El prior Mortimus se acercó y posó la mano en su hombro.

– Vamos, Jerome, ya ha acabado todo. Soltadla y venid conmigo. -Para mi sorpresa, el cartujo no replicó. Trepó penosamente fuera de la hornacina, se volvió para coger su muleta, besó el relicario y lo dejó en el suelo con cuidado-. Lo llevaré a su celda -me dijo el prior.

Asentí.

– Sí, hacedlo.

Jerome no volvió a mirarme, y tampoco a la reliquia; se dejó llevar por el prior y se alejó lentamente arrastrando los pies por el suelo de la nave. Yo me quedé mirándolo durante unos instantes. Si el día que lo interrogué me hubiera contado que había visto a Alice visitando a Mark Smeaton, en lugar de jugar conmigo, habría podido detenerla de inmediato y, resuelto el asesinato de Singleton, tal vez hubiera descubierto a Edwig mucho antes. Mark no habría muerto, y Gabriel tampoco. Pero, por alguna extraña razón, no le guardaba rencor; era como si ya no fuera capaz de sentir ninguna emoción.

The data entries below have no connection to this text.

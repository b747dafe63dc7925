use std::path::PathBuf;
use thiserror::Error;

/// A raw value could not be turned into the type a converter produces.
///
/// This is the single "cannot convert" error every converter reports, whatever
/// the target kind. It carries the offending input and the id of the converter
/// that rejected it.
#[derive(Debug, Clone, PartialEq, Error)]
#[error("cannot convert '{value}' with {converter}: {reason}")]
pub struct ConvertError {
    pub value: String,
    pub converter: String,
    pub reason: String,
}

#[derive(Debug, Error)]
pub enum LayerfigError {
    #[error("Invalid value for '{key}': {source}")]
    Conversion {
        key: String,
        #[source]
        source: ConvertError,
    },

    #[error("Schema conflict at '{key}': {reason}")]
    SchemaConflict { key: String, reason: String },

    #[error("Unknown key '{key}' in {origin}")]
    UnknownKey { key: String, origin: String },

    #[error("Unknown key '{key}' in {path} (line {line})")]
    UnknownFileKey {
        key: String,
        path: PathBuf,
        line: usize,
    },

    #[error("Unknown keys in configuration source")]
    UnknownKeys(Vec<LayerfigError>),

    #[error("Failed to parse {path}: {source}")]
    ParseError {
        path: PathBuf,
        source: toml::de::Error,
    },

    #[error("Failed to parse {origin}: {source}")]
    JsonError {
        origin: String,
        source: serde_json::Error,
    },

    #[error("Failed to read {path}: {source}")]
    IoError {
        path: PathBuf,
        source: std::io::Error,
    },

    #[error("Failed to write configuration: {0}")]
    Write(#[source] std::io::Error),

    #[error("Invalid option name '{0}'")]
    InvalidName(String),

    #[error("Option has no name; set one on the OptionSpec or add it through a namespace")]
    MissingName,

    #[error("Key not found: {0}")]
    KeyNotFound(String),

    #[error("Invalid tier order: {0}")]
    InvalidTierOrder(String),

    #[error("Unknown output format '{0}' (expected 'json' or 'toml')")]
    UnknownFormat(String),

    #[error("App name is required; call .app_name() on the builder")]
    AppNameRequired,

    #[cfg(feature = "clap")]
    #[error("Invalid command line: {0}")]
    CommandLine(#[from] clap::Error),
}

impl LayerfigError {
    /// Attach an option's fully-qualified name to a conversion failure.
    pub fn conversion(key: impl Into<String>, source: ConvertError) -> Self {
        LayerfigError::Conversion {
            key: key.into(),
            source,
        }
    }
}

#[cfg(test)]
mod tests {
    use super::*;

    #[test]
    fn conversion_names_option_and_value() {
        let err = LayerfigError::conversion(
            "db.pool_size",
            ConvertError {
                value: "lots".into(),
                converter: "builtin.int".into(),
                reason: "invalid digit found in string".into(),
            },
        );
        let msg = err.to_string();
        assert!(msg.contains("db.pool_size"));
        assert!(std::error::Error::source(&err)
            .unwrap()
            .to_string()
            .contains("lots"));
    }

    #[test]
    fn unknown_file_key_formats_correctly() {
        let err = LayerfigError::UnknownFileKey {
            key: "typo_key".into(),
            path: "/home/user/.config/myapp/myapp.toml".into(),
            line: 42,
        };
        let msg = err.to_string();
        assert!(msg.contains("typo_key"));
        assert!(msg.contains("myapp.toml"));
        assert!(msg.contains("42"));
    }

    #[test]
    fn schema_conflict_formats() {
        let err = LayerfigError::SchemaConflict {
            key: "db".into(),
            reason: "declared as both option and namespace".into(),
        };
        assert!(err.to_string().contains("db"));
    }

    #[test]
    fn app_name_required_formats() {
        let err = LayerfigError::AppNameRequired;
        assert!(err.to_string().contains("app_name"));
    }
}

Me arrodillé y examiné el relicario sin levantarlo del suelo. Era un cofre de oro artísticamente trabajado y adornado con las esmeraldas más grandes que había visto en mi vida. A través del cristal, distinguí una mano unida por la muñeca con un clavo de cabeza gruesa a un trozo de vieja y negra madera que descansaba sobre un cojín de terciopelo púrpura. Era un apéndice marrón y momificado, pero indudablemente una mano; incluso aprecié unos engrosamientos que parecían callos en el nacimiento de los dedos. ¿Sería realmente la mano del ladrón que había aceptado a Cristo antes de morir con Él en la cruz? Toqué el cristal, con la absurda y fugaz esperanza de que el dolor que sentía en las articulaciones cesara, mi joroba desapareciera y mi espalda se volviera tan recta y lisa como la del pobre Mark, que tan a menudo había envidiado. Pero no pasó nada, salvo que mis uñas hicieron rechinar el cristal.

De pronto, por el rabillo del ojo, vi un ínfimo pero vivo destello dorado que descendía en el aire. Algo golpeó el suelo con un tintineo a dos pasos de mí, giró sobre su eje durante unos instantes y se inmovilizó. Me quedé boquiabierto. La cabeza del rey Enrique me miraba desde el suelo. Era una moneda de oro, un noble.

Alcé la vista. Estaba bajo el campanario; sobre mi cabeza pendía la maraña de cuerdas y poleas que había dado pie a las bromas sobre Edwig durante la cena de la noche anterior. Pero había algo diferente. El cajón de los canteros había desaparecido. Lo habían izado a lo alto de la torre.

– ¡Está ahí arriba! -dije entre dientes.

Así que era ahí donde había escondido el oro, en aquel cajón… Tenía que haber comprobado lo que ocultaba la lona que había visto en su interior el día que subí al campanario con Mortimus. Era un buen escondite. Por eso había hecho parar las obras.